En s'attachant à deux pièces de Marguerite Duras écrites à quelques années de distance, Didier Bezace prend un sacré risque. Celui de permettre d'évaluer un auteur qui connut autrefois une exceptionnelle fortune littéraire. Ses textes eurent longtemps la réputation d'être hypnotiques. Il n'est pas certains qu'ils apparaissent encore tels aujourd'hui.
Si Le square qui détaille la rencontre d'une bonne à tout faire et d'un voyageur de commerce, tous deux sérieusement ébréchés, tient toujours la route, il n'en va pas de même de Savannah Bay. Une femme à la mémoire en déclin est poussée par une proche, plus jeune qu'elle, à se rappeler le temps d'autrefois. Temps où elle était une comédienne de théâtre extrêmement prisée. Temps de sa jeunesse marqué par l'irruption dans sa vie d' un amant magnifique dont la disparition la laissa inconsolée. L'émotion que provoque la présence de cette comédienne inclassable qu'est Emmanuelle Riva est indéniable. Le jeu tout en finesse d'Anne Consigny pourrait ajouter à notre ravissement.
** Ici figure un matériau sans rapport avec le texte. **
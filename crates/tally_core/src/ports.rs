//! Storage port traits.
//! Implemented by tally_postgres and by [`crate::memory::MemoryStores`]; the
//! service depends only on these traits.
//!
//! Every mutating method takes the [`AuditDraft`] that accompanies the change
//! and must commit both or neither.

use std::collections::HashMap;

use async_trait::async_trait;

use crate::audit::{AuditDraft, LogPage};
use crate::error::TallyError;
use crate::stats::LeaderboardEntry;
use crate::types::{NewRecord, NewUser, Record, Role, Scope, ScopeGrant, User};

pub type Result<T> = std::result::Result<T, TallyError>;

#[async_trait]
pub trait UserStore: Send + Sync {
    async fn find_user_by_name(&self, username: &str) -> Result<Option<User>>;

    async fn get_user(&self, user_id: i64) -> Result<Option<User>>;

    /// All accounts ordered by id.
    async fn list_users(&self) -> Result<Vec<User>>;

    /// Fails with `Conflict` when the username is taken.
    async fn insert_user(&self, user: &NewUser, audit: AuditDraft) -> Result<User>;

    /// Fails with `NotFound` when the account is gone.
    async fn update_user_access(
        &self,
        user_id: i64,
        role: Role,
        scope_grant: ScopeGrant,
        audit: AuditDraft,
    ) -> Result<()>;

    async fn delete_user(&self, user_id: i64, audit: AuditDraft) -> Result<()>;

    /// Create the root account if missing and force it back to admin / All.
    async fn ensure_root(&self, username: &str, password: &str) -> Result<()>;
}

#[async_trait]
pub trait RecordStore: Send + Sync {
    /// Insert and return the stored row. The audit entry is linked to the new id.
    async fn insert_record(&self, record: &NewRecord, audit: AuditDraft) -> Result<Record>;

    async fn get_record(&self, record_id: i64) -> Result<Option<Record>>;

    /// Officer, ReserveOfficer, Intern, then score descending, then id.
    async fn list_records(&self, scope: Scope) -> Result<Vec<Record>>;

    /// Overwrite position, name, counters and derived fields where id and scope
    /// both match. `NotFound` when no row matched.
    async fn update_record(&self, record: &Record, audit: AuditDraft) -> Result<()>;

    async fn delete_record(&self, record_id: i64, scope: Scope, audit: AuditDraft) -> Result<()>;

    /// Zero counters and derived fields for every record in `scope`. Returns the row count.
    async fn reset_scores(&self, scope: Scope, audit: AuditDraft) -> Result<u64>;

    /// Delete every record in `scopes` and the log entries that reference them,
    /// then append `audit`. Returns the number of records removed.
    async fn purge_records(&self, scopes: &[Scope], audit: AuditDraft) -> Result<u64>;

    /// Sparse `(month, sum of case_total)` pairs for `year`.
    async fn monthly_case_totals(&self, year: i32, scope: Option<Scope>) -> Result<Vec<(u32, i64)>>;

    async fn top_scorers(&self, scope: Option<Scope>, limit: u32) -> Result<Vec<LeaderboardEntry>>;
}

#[async_trait]
pub trait AuditStore: Send + Sync {
    /// Newest first. `page` is already clamped to at least 1.
    async fn log_page(&self, page: u32, page_size: u32) -> Result<LogPage>;
}

#[async_trait]
pub trait SettingsStore: Send + Sync {
    async fn get_settings(&self, keys: &[String]) -> Result<HashMap<String, String>>;

    /// Upsert every pair.
    async fn put_settings(&self, entries: &[(String, String)], audit: AuditDraft) -> Result<()>;

    /// Insert pairs whose key is absent; existing values are left alone.
    async fn seed_settings(&self, entries: &[(String, String)]) -> Result<()>;
}
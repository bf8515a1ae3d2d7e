//! Postgres adapter for the tally_core port traits.

pub mod schema;
pub mod sqlx_types;
pub mod store;

pub use schema::ensure_schema;
pub use store::{PgAuditStore, PgRecordStore, PgSettingsStore, PgUserStore};

use sqlx::PgPool;

/// One adapter per port, all sharing a pool.
pub struct PgStores {
    pub users: PgUserStore,
    pub records: PgRecordStore,
    pub audit: PgAuditStore,
    pub settings: PgSettingsStore,
}

impl PgStores {
    pub fn new(pool: PgPool) -> Self {
        Self {
            users: PgUserStore::new(pool.clone()),
            records: PgRecordStore::new(pool.clone()),
            audit: PgAuditStore::new(pool.clone()),
            settings: PgSettingsStore::new(pool),
        }
    }
}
Mais ce serait oublier les trop longs silences qui ponctuent la représentation et la lassitude que provoque un thème que Duras a trop souvent rebattu.
Les personnage du Square n'ont, en revanche, rien de caricaturaux. L'homme qui mène une existence on ne peut plus chiche en vient à évoquer un court voyage qui chassa son mal être. La femme, elle, triture au plus profond de ses sentiments et en vient à parler des envies de meurtre que fait naître en elle une vieillarde obèse et gâteuse dont il lui faut s'occuper. Difficile de ne pas songer à cette pièce magistrale de l'auteur qu'est Une journée entière dans les arbres ou une autre "héroïne" durassienne trucide sa cousine débile. Et surtout à sa malheureuse phrase à propos de l'affaire Guillemin où elle considérait la mère de l'enfant assassiné "coupable, forcément coupable"...
Didier Bezace, qui ne se contente pas d'être à la manoeuvre, apporte une fois de plus la preuve qu'il a du métier à revendre. Sa partenaire, Clothilde Mollet, dont l'interprétation est riche de rebonds, apparaît, c'est une habitude, comme une surdouée de la scène.